This is a Python notebook for scraping the blog posts from a Blogger blog, extracting its content, and saving it into an HTML file that's ready to be converted to EPUB. This notebook uses Beautiful Soup and Requests libraries to fetch and parse the HTML content of blog posts. For this project, we will be scraping the Paleric blog.
The Paleric blog, which can be found at https://paleric.blogspot.com/ is written by Father Eric Forbes, a priest who has spent his life and ministry in the Mariana Islands. His time in the Mariana Islands as a priest has given him unique insight into the culture of our islands, and it also helped him to become fluent in the Chamorro language. He writes about Chamorro culture and language on his blog, including stories written in the Chamorro language with English translations. As such, it has become a crucial educational resource on these topics, due to his experience, expertise, and the blog's accessibility.
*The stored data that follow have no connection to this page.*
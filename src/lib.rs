//! # NetEvents
//!
//! Event replication across a fleet of server processes over Redis pub/sub.
//!
//! ## Architecture
//!
//! Every process runs one [`NetEvents`] node. Events published locally are
//! applied through the host's [`DispatchSink`] and broadcast; events from
//! other processes arrive at the same sink. A process never re-applies its
//! own events when the broker echoes them back.
//!
//! ```text
//! ┌──────────────────────────────────────────────────────────────────────┐
//! │                               NetEvents                              │
//! │                                                                      │
//! │  publish_event ──► Publisher ──► queue ──► worker ──┐                │
//! │        │           (encode)               (PUBLISH) │                │
//! │        ▼                                            ▼                │
//! │  DispatchSink ◄── Subscriber ◄──────────── ConnectionPool ◄──► Redis │
//! │                   (decode, drop own                                  │
//! │                    origin, backoff)                                  │
//! └──────────────────────────────────────────────────────────────────────┘
//! ```
//!
//! ## Wire Format
//!
//! Channel `"NetEvents"`, frames are a 2-byte big-endian [`OriginId`]
//! followed by the codec's payload. See [`envelope`].
//!
//! ## Usage
//!
//! ```rust,no_run
//! use netevents::{ChannelSink, Identity, JsonCodec, NetEvents, NetEventsConfig};
//! use serde::{Deserialize, Serialize};
//! use std::sync::Arc;
//!
//! #[derive(Debug, Clone, Serialize, Deserialize)]
//! enum ServerEvent {
//!     Broadcast { message: String },
//! }
//!
//! #[tokio::main]
//! async fn main() -> netevents::Result<()> {
//!     let (sink, mut events) = ChannelSink::<ServerEvent>::new();
//!     let mut node = NetEvents::redis(
//!         NetEventsConfig::default(),
//!         Identity::from_port(25565),
//!         Arc::new(JsonCodec::<ServerEvent>::new()),
//!         Arc::new(sink),
//!     )?;
//!
//!     node.start().await?;
//!     node.wait_ready().await;
//!
//!     node.publish_event(ServerEvent::Broadcast { message: "hello".into() })?;
//!     while let Some(event) = events.recv().await {
//!         println!("{:?}", event);
//!     }
//!
//!     node.shutdown().await;
//!     Ok(())
//! }
//! ```

pub mod broker;
pub mod codec;
pub mod config;
pub mod debug;
pub mod envelope;
pub mod error;
pub mod identity;
pub mod metrics;
pub mod node;
pub mod pool;
pub mod publisher;
pub mod readiness;
pub mod resilience;
pub mod sink;
pub mod subscriber;

#[doc(hidden)]
pub use tracing;

// Re-exports for convenience
pub use broker::memory::MemoryBroker;
pub use broker::redis::RedisConnector;
pub use broker::{BrokerConnection, Connector};
pub use codec::{CodecError, EventCodec, JsonCodec};
pub use config::{NetEventsConfig, PoolConfig, RedisConfig, CHANNEL};
pub use debug::DebugFlag;
pub use envelope::{Envelope, Inbound, OriginId};
pub use error::{NetEventsError, Result};
pub use identity::Identity;
pub use node::{NetEvents, NodeState, StatusReport};
pub use pool::{ConnectionPool, PooledConnection};
pub use publisher::Publisher;
pub use readiness::{ReadinessSignal, WaitOutcome};
pub use sink::{ChannelSink, DispatchSink};
pub use subscriber::{SubscriberHandle, SubscriberState};
//! Dispatch sink: hands accepted events to the host application.
//!
//! The subscriber task is the only caller. Implementations must return
//! quickly and move real work onto the host's own loop.

use tokio::sync::mpsc;
use tracing::warn;

/// Receives events replicated from peers.
pub trait DispatchSink<E>: Send + Sync + 'static {
    fn dispatch(&self, event: E);
}

/// Forwards events to the host over an unbounded channel.
pub struct ChannelSink<E> {
    tx: mpsc::UnboundedSender<E>,
}

impl<E: Send + 'static> ChannelSink<E> {
    /// Create a sink and the receiver the host drains.
    pub fn new() -> (Self, mpsc::UnboundedReceiver<E>) {
        let (tx, rx) = mpsc::unbounded_channel();
        (Self { tx }, rx)
    }

    pub fn from_sender(tx: mpsc::UnboundedSender<E>) -> Self {
        Self { tx }
    }
}

impl<E: Send + 'static> DispatchSink<E> for ChannelSink<E> {
    fn dispatch(&self, event: E) {
        if self.tx.send(event).is_err() {
            warn!("Dispatch receiver dropped, event discarded");
        }
    }
}

impl<E, F> DispatchSink<E> for F
where
    F: Fn(E) + Send + Sync + 'static,
{
    fn dispatch(&self, event: E) {
        self(event)
    }
}
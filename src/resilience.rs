//! Resilience utilities: bulkheads and cancellable waits.
//!
//! - [`Bulkhead`]: semaphore bounding concurrent connection checkouts
//! - [`sleep_or_shutdown`]: backoff sleep that a shutdown signal interrupts
//! - [`shutdown_signalled`]: select! arm for stop requests
//!
//! # Example
//!
//! ```rust,no_run
//! # async fn example() -> Result<(), netevents::resilience::BulkheadFull> {
//! use netevents::resilience::Bulkhead;
//!
//! // Bulkhead: max 8 concurrent connections
//! let bulkhead = Bulkhead::new(8);
//! let _permit = bulkhead.acquire().await?;
//! // permit dropped = slot released
//! # Ok(())
//! # }
//! ```

use std::sync::Arc;
use std::time::Duration;
use tokio::sync::{watch, OwnedSemaphorePermit, Semaphore};

// =============================================================================
// Bulkhead (Concurrency Limiter)
// =============================================================================

/// Error when bulkhead is full or closed.
#[derive(Debug, Clone, thiserror::Error)]
#[error("bulkhead full: max {max_concurrent} concurrent operations")]
pub struct BulkheadFull {
    /// Maximum concurrent operations allowed.
    pub max_concurrent: usize,
}

/// Limits concurrent operations with a semaphore.
///
/// The connection pool uses one to cap checked-out connections. Closing the
/// bulkhead wakes every waiter with an error.
#[derive(Debug)]
pub struct Bulkhead {
    semaphore: Arc<Semaphore>,
    max_concurrent: usize,
}

impl Bulkhead {
    /// Create a bulkhead allowing `max_concurrent` holders. Zero is bumped to one.
    pub fn new(max_concurrent: usize) -> Self {
        let max_concurrent = max_concurrent.max(1);
        Self {
            semaphore: Arc::new(Semaphore::new(max_concurrent)),
            max_concurrent,
        }
    }

    /// Acquire a permit, waiting until one is available.
    pub async fn acquire(&self) -> Result<OwnedSemaphorePermit, BulkheadFull> {
        Arc::clone(&self.semaphore)
            .acquire_owned()
            .await
            .map_err(|_| BulkheadFull {
                max_concurrent: self.max_concurrent,
            })
    }

    /// Acquire a permit, giving up after `timeout`.
    pub async fn acquire_timeout(
        &self,
        timeout: Duration,
    ) -> Result<OwnedSemaphorePermit, BulkheadFull> {
        match tokio::time::timeout(timeout, self.acquire()).await {
            Ok(result) => result,
            Err(_) => Err(BulkheadFull {
                max_concurrent: self.max_concurrent,
            }),
        }
    }

    /// Currently available permits.
    pub fn available(&self) -> usize {
        self.semaphore.available_permits()
    }

    /// Permits currently held.
    pub fn in_use(&self) -> usize {
        self.max_concurrent.saturating_sub(self.available())
    }

    /// Refuse all future acquires and fail current waiters.
    pub fn close(&self) {
        self.semaphore.close();
    }

    pub fn is_closed(&self) -> bool {
        self.semaphore.is_closed()
    }
}

// =============================================================================
// Cancellable waits
// =============================================================================

/// Resolve once shutdown is signalled or the sender is gone.
pub async fn shutdown_signalled(shutdown_rx: &mut watch::Receiver<bool>) {
    let _ = shutdown_rx.wait_for(|stop| *stop).await;
}

/// Sleep for `delay` unless shutdown is signalled first.
///
/// Returns `true` if the full delay elapsed, `false` on shutdown.
pub async fn sleep_or_shutdown(delay: Duration, shutdown_rx: &mut watch::Receiver<bool>) -> bool {
    if *shutdown_rx.borrow() {
        return false;
    }
    tokio::select! {
        _ = tokio::time::sleep(delay) => true,
        _ = shutdown_signalled(shutdown_rx) => false,
    }
}
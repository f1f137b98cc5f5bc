// Copyright (c) 2025-2026 Adrian Robinson. Licensed under the AGPL-3.0.
// See LICENSE file in the project root for full license text.

//! Broker integration traits.
//!
//! Defines what the replication layer needs from a pub/sub broker: a way to
//! dial connections, and on each connection the ability to publish a frame or
//! hold a subscription open. The pool, subscriber and publisher only see these
//! traits, which lets tests swap in [`memory::MemoryBroker`].
//!
//! Implementations:
//! - [`redis::RedisConnector`]: the production broker
//! - [`memory::MemoryBroker`]: in-process fan-out with fault injection
//!
//! # Error Contract
//!
//! Every operation resolves to [`crate::Result`]. Connectivity problems must
//! surface as [`NetEventsError::ConnectionUnavailable`](crate::NetEventsError::ConnectionUnavailable)
//! so callers discard the connection and back off; anything else is a
//! [`NetEventsError::Protocol`](crate::NetEventsError::Protocol) error.

pub mod memory;
pub mod redis;

use std::future::Future;
use std::pin::Pin;

/// Boxed future returned by broker operations.
pub type BrokerFuture<'a, T> = Pin<Box<dyn Future<Output = crate::Result<T>> + Send + 'a>>;

/// One broker session.
///
/// A connection is used for either a single publish or a whole subscription.
/// After `subscribe` succeeds the connection is in subscriber mode and only
/// `next_message` is valid.
pub trait BrokerConnection: Send + 'static {
    /// Publish a frame to a channel.
    fn publish<'a>(&'a mut self, channel: &'a str, frame: &'a [u8]) -> BrokerFuture<'a, ()>;

    /// Subscribe to a channel. Resolves once the broker acknowledges.
    fn subscribe<'a>(&'a mut self, channel: &'a str) -> BrokerFuture<'a, ()>;

    /// Wait for the next frame on the subscribed channel.
    ///
    /// `Ok(None)` means the broker ended the subscription cleanly.
    fn next_message(&mut self) -> BrokerFuture<'_, Option<Vec<u8>>>;
}

/// Dials new broker connections for the pool.
pub trait Connector: Send + Sync + 'static {
    type Connection: BrokerConnection;

    /// Open a new connection. Must fail with `ConnectionUnavailable` when
    /// the broker is unreachable.
    fn connect(&self) -> BrokerFuture<'_, Self::Connection>;

    /// Human-readable broker address for logs.
    fn describe(&self) -> String;
}
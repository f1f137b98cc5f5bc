//! Runtime-toggleable debug logging.
//!
//! Debug events are emitted at `info` level under the `netevents::debug`
//! target so switching debug mode on does not also require changing the
//! tracing filter.

use std::sync::atomic::{AtomicBool, Ordering};
use std::sync::Arc;

/// Shared debug switch. Clones observe the same flag.
#[derive(Debug, Clone, Default)]
pub struct DebugFlag(Arc<AtomicBool>);

impl DebugFlag {
    pub fn new(enabled: bool) -> Self {
        Self(Arc::new(AtomicBool::new(enabled)))
    }

    pub fn set(&self, enabled: bool) {
        self.0.store(enabled, Ordering::Relaxed);
    }

    pub fn enabled(&self) -> bool {
        self.0.load(Ordering::Relaxed)
    }
}

/// Log through `tracing` only while the given [`DebugFlag`] is on.
///
/// ```rust
/// use netevents::{debug_log, DebugFlag};
///
/// let flag = DebugFlag::new(true);
/// debug_log!(flag, origin = 25565u16, "Calling event");
/// ```
#[macro_export]
macro_rules! debug_log {
    ($flag:expr, $($arg:tt)+) => {
        if $flag.enabled() {
            $crate::tracing::info!(target: "netevents::debug", $($arg)+);
        }
    };
}
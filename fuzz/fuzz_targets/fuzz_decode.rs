//! Fuzz target for inbound frame handling.
//!
//! Frames come straight off a shared channel any process can publish to, so
//! decoding and classification must never panic on arbitrary input.

#![no_main]

use libfuzzer_sys::fuzz_target;
use netevents::codec::JsonCodec;
use netevents::envelope::{classify, decode, encode, Inbound, OriginId, ORIGIN_LEN};

fuzz_target!(|data: (u16, &[u8])| {
    let (local, frame) = data;

    // Should never panic
    match decode(frame) {
        Ok(envelope) => {
            assert!(frame.len() >= ORIGIN_LEN);
            // Re-encoding reproduces the frame exactly
            assert_eq!(encode(envelope.origin, envelope.payload), frame);
        }
        Err(_) => assert!(frame.len() < ORIGIN_LEN),
    }

    let codec = JsonCodec::<serde_json::Value>::new();
    let inbound = classify::<serde_json::Value>(frame, OriginId(local), &codec);
    if frame.len() >= ORIGIN_LEN && u16::from_be_bytes([frame[0], frame[1]]) == local {
        assert!(matches!(inbound, Inbound::SelfOriginated));
    }
});
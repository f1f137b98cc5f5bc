//! Process identity.

use crate::envelope::OriginId;
use serde::Serialize;
use std::fmt;
use uuid::Uuid;

/// Who this process is on the wire and in logs.
///
/// `origin` is stamped on every outbound frame and must be unique across the
/// fleet; the listening port is used since servers on one host cannot share it.
/// `server_id` is a random per-process id for status output.
#[derive(Debug, Clone, Copy, PartialEq, Eq, Serialize)]
pub struct Identity {
    pub origin: OriginId,
    pub server_id: Uuid,
}

impl Identity {
    pub fn new(origin: OriginId, server_id: Uuid) -> Self {
        Self { origin, server_id }
    }

    /// Identity for a server listening on `port`, with a fresh server id.
    pub fn from_port(port: u16) -> Self {
        Self {
            origin: OriginId(port),
            server_id: Uuid::new_v4(),
        }
    }
}

impl fmt::Display for Identity {
    fn fmt(&self, f: &mut fmt::Formatter<'_>) -> fmt::Result {
        write!(f, "{} (origin {})", self.server_id, self.origin)
    }
}
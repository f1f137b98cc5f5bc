//! In-process broker with fault injection.
//!
//! Fans published frames out to every subscriber of the channel, including
//! the publisher's own subscription, exactly like Redis. Used by the test
//! suite and for running several nodes inside one process.
//!
//! # Fault Injection
//!
//! - [`MemoryBroker::set_online(false)`](MemoryBroker::set_online): refuses new
//!   connections, fails publishes on existing ones and drops every live
//!   subscription with a connection error. Connections opened before the
//!   outage stay broken after it ends.
//! - [`MemoryBroker::close_channel`]: ends subscriptions cleanly.
//! - [`MemoryBroker::fail_next_subscribe`]: the next subscribe gets a
//!   protocol error.

use super::{BrokerConnection, BrokerFuture, Connector};
use crate::error::NetEventsError;
use std::collections::HashMap;
use std::sync::atomic::{AtomicBool, AtomicU64, Ordering};
use std::sync::{Arc, Mutex};
use tokio::sync::mpsc;

enum Delivery {
    Frame(Vec<u8>),
    Closed,
    Disconnected,
}

struct Inner {
    online: AtomicBool,
    /// Bumped on every outage; connections from older generations are dead.
    generation: AtomicU64,
    subscribers: Mutex<HashMap<String, Vec<mpsc::UnboundedSender<Delivery>>>>,
    published: Mutex<Vec<(String, Vec<u8>)>>,
    subscribe_error: Mutex<Option<String>>,
    connects: AtomicU64,
    refused: AtomicU64,
    subscribe_acks: AtomicU64,
}

/// Shared in-memory pub/sub broker. Cloning shares the same broker.
#[derive(Clone)]
pub struct MemoryBroker {
    inner: Arc<Inner>,
}

impl Default for MemoryBroker {
    fn default() -> Self {
        Self::new()
    }
}

impl MemoryBroker {
    pub fn new() -> Self {
        Self {
            inner: Arc::new(Inner {
                online: AtomicBool::new(true),
                generation: AtomicU64::new(0),
                subscribers: Mutex::new(HashMap::new()),
                published: Mutex::new(Vec::new()),
                subscribe_error: Mutex::new(None),
                connects: AtomicU64::new(0),
                refused: AtomicU64::new(0),
                subscribe_acks: AtomicU64::new(0),
            }),
        }
    }

    /// Take the broker down or bring it back.
    pub fn set_online(&self, online: bool) {
        let was_online = self.inner.online.swap(online, Ordering::SeqCst);
        if was_online && !online {
            self.inner.generation.fetch_add(1, Ordering::SeqCst);
            let mut subs = lock(&self.inner.subscribers);
            for (_, senders) in subs.drain() {
                for tx in senders {
                    let _ = tx.send(Delivery::Disconnected);
                }
            }
        }
    }

    pub fn is_online(&self) -> bool {
        self.inner.online.load(Ordering::SeqCst)
    }

    /// End every subscription on `channel` as if the broker closed it.
    pub fn close_channel(&self, channel: &str) {
        if let Some(senders) = lock(&self.inner.subscribers).remove(channel) {
            for tx in senders {
                let _ = tx.send(Delivery::Closed);
            }
        }
    }

    /// Make the next subscribe attempt fail with a protocol error.
    pub fn fail_next_subscribe(&self, message: impl Into<String>) {
        *lock(&self.inner.subscribe_error) = Some(message.into());
    }

    /// Deliver a raw frame to subscribers without going through a connection.
    pub fn inject(&self, channel: &str, frame: Vec<u8>) {
        self.fan_out(channel, frame);
    }

    /// Frames successfully published to `channel`, in order.
    pub fn published(&self, channel: &str) -> Vec<Vec<u8>> {
        lock(&self.inner.published)
            .iter()
            .filter(|(ch, _)| ch == channel)
            .map(|(_, frame)| frame.clone())
            .collect()
    }

    /// Live subscriptions on `channel`.
    pub fn subscriber_count(&self, channel: &str) -> usize {
        lock(&self.inner.subscribers)
            .get(channel)
            .map(|senders| senders.iter().filter(|tx| !tx.is_closed()).count())
            .unwrap_or(0)
    }

    /// Successful connects so far.
    pub fn connects(&self) -> u64 {
        self.inner.connects.load(Ordering::SeqCst)
    }

    /// Connect attempts refused during outages.
    pub fn refused(&self) -> u64 {
        self.inner.refused.load(Ordering::SeqCst)
    }

    /// Subscriptions acknowledged so far.
    pub fn subscribe_acks(&self) -> u64 {
        self.inner.subscribe_acks.load(Ordering::SeqCst)
    }

    fn fan_out(&self, channel: &str, frame: Vec<u8>) {
        let mut subs = lock(&self.inner.subscribers);
        if let Some(senders) = subs.get_mut(channel) {
            senders.retain(|tx| tx.send(Delivery::Frame(frame.clone())).is_ok());
        }
    }

    fn current_generation(&self) -> u64 {
        self.inner.generation.load(Ordering::SeqCst)
    }
}

impl Connector for MemoryBroker {
    type Connection = MemoryConnection;

    fn connect(&self) -> BrokerFuture<'_, MemoryConnection> {
        Box::pin(async move {
            if !self.is_online() {
                self.inner.refused.fetch_add(1, Ordering::SeqCst);
                return Err(NetEventsError::unavailable("CONNECT", "memory broker is offline"));
            }
            self.inner.connects.fetch_add(1, Ordering::SeqCst);
            Ok(MemoryConnection {
                broker: self.clone(),
                generation: self.current_generation(),
                inbox: None,
            })
        })
    }

    fn describe(&self) -> String {
        "memory://".to_string()
    }
}

/// A session on a [`MemoryBroker`].
pub struct MemoryConnection {
    broker: MemoryBroker,
    generation: u64,
    inbox: Option<mpsc::UnboundedReceiver<Delivery>>,
}

impl MemoryConnection {
    fn check_alive(&self, operation: &str) -> crate::Result<()> {
        if !self.broker.is_online() || self.generation != self.broker.current_generation() {
            return Err(NetEventsError::unavailable(operation, "connection reset by memory broker"));
        }
        Ok(())
    }
}

impl BrokerConnection for MemoryConnection {
    fn publish<'a>(&'a mut self, channel: &'a str, frame: &'a [u8]) -> BrokerFuture<'a, ()> {
        Box::pin(async move {
            self.check_alive("PUBLISH")?;
            lock(&self.broker.inner.published).push((channel.to_string(), frame.to_vec()));
            self.broker.fan_out(channel, frame.to_vec());
            Ok(())
        })
    }

    fn subscribe<'a>(&'a mut self, channel: &'a str) -> BrokerFuture<'a, ()> {
        Box::pin(async move {
            self.check_alive("SUBSCRIBE")?;
            if let Some(message) = lock(&self.broker.inner.subscribe_error).take() {
                return Err(NetEventsError::protocol("SUBSCRIBE", message));
            }

            let (tx, rx) = mpsc::unbounded_channel();
            lock(&self.broker.inner.subscribers)
                .entry(channel.to_string())
                .or_default()
                .push(tx);
            self.inbox = Some(rx);
            self.broker.inner.subscribe_acks.fetch_add(1, Ordering::SeqCst);
            Ok(())
        })
    }

    fn next_message(&mut self) -> BrokerFuture<'_, Option<Vec<u8>>> {
        Box::pin(async move {
            let inbox = self.inbox.as_mut().ok_or_else(|| {
                NetEventsError::protocol("NEXT_MESSAGE", "connection is not subscribed")
            })?;
            match inbox.recv().await {
                Some(Delivery::Frame(frame)) => Ok(Some(frame)),
                Some(Delivery::Closed) => Ok(None),
                Some(Delivery::Disconnected) | None => Err(NetEventsError::unavailable(
                    "SUBSCRIBE",
                    "memory broker dropped the subscription",
                )),
            }
        })
    }
}

fn lock<T>(mutex: &Mutex<T>) -> std::sync::MutexGuard<'_, T> {
    mutex.lock().unwrap_or_else(|poisoned| poisoned.into_inner())
}

#[cfg(test)]
mod tests {
    use super::*;

    #[tokio::test]
    async fn test_publish_fans_out_to_all_subscribers() {
        let broker = MemoryBroker::new();
        let mut a = broker.connect().await.unwrap();
        let mut b = broker.connect().await.unwrap();
        a.subscribe("ch").await.unwrap();
        b.subscribe("ch").await.unwrap();

        let mut publisher = broker.connect().await.unwrap();
        publisher.publish("ch", b"hello").await.unwrap();

        assert_eq!(a.next_message().await.unwrap(), Some(b"hello".to_vec()));
        assert_eq!(b.next_message().await.unwrap(), Some(b"hello".to_vec()));
        assert_eq!(broker.published("ch"), vec![b"hello".to_vec()]);
        assert_eq!(broker.subscribe_acks(), 2);
    }

    #[tokio::test]
    async fn test_offline_refuses_connections() {
        let broker = MemoryBroker::new();
        broker.set_online(false);

        let err = broker.connect().await.err().unwrap();
        assert!(err.is_retryable());
        assert_eq!(broker.refused(), 1);
    }

    #[tokio::test]
    async fn test_outage_breaks_existing_connections() {
        let broker = MemoryBroker::new();
        let mut sub = broker.connect().await.unwrap();
        sub.subscribe("ch").await.unwrap();
        let mut publisher = broker.connect().await.unwrap();

        broker.set_online(false);
        assert!(sub.next_message().await.unwrap_err().is_retryable());

        broker.set_online(true);
        // Stale connection stays dead after recovery
        assert!(publisher.publish("ch", b"x").await.is_err());
        assert!(broker.published("ch").is_empty());
    }

    #[tokio::test]
    async fn test_close_channel_ends_cleanly() {
        let broker = MemoryBroker::new();
        let mut sub = broker.connect().await.unwrap();
        sub.subscribe("ch").await.unwrap();

        broker.close_channel("ch");
        assert_eq!(sub.next_message().await.unwrap(), None);
        assert_eq!(broker.subscriber_count("ch"), 0);
    }

    #[tokio::test]
    async fn test_fail_next_subscribe_is_one_shot() {
        let broker = MemoryBroker::new();
        broker.fail_next_subscribe("NOPERM");

        let mut conn = broker.connect().await.unwrap();
        let err = conn.subscribe("ch").await.unwrap_err();
        assert!(matches!(err, NetEventsError::Protocol { .. }));

        let mut conn = broker.connect().await.unwrap();
        assert!(conn.subscribe("ch").await.is_ok());
    }

    #[tokio::test]
    async fn test_next_message_requires_subscription() {
        let broker = MemoryBroker::new();
        let mut conn = broker.connect().await.unwrap();
        assert!(conn.next_message().await.is_err());
    }
}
Chamorro, Chamoru, or CHamoru is the name of the indigenous people and indigenous language of the Mariana Islands, which are located in the Western Pacific Ocean. These islands are one of the last remaining colonies in the world - currently colonized by the United States - and is one of 17 Non-Self Governing Territories as identified by the United Nations. The Chamorro language is currently listed as an endangered language after decades of systematic Chamorro language suppression efforts by the United States. With the decline of the Chamorro language, this means that the majority of our native speakers are elderly (usually over 60 years old, with the most fluent speakers being in their 80s and above) and the younger generations cannot speak, read or write the language. As the native speakers continue to pass away, our people risk losing our culture and language.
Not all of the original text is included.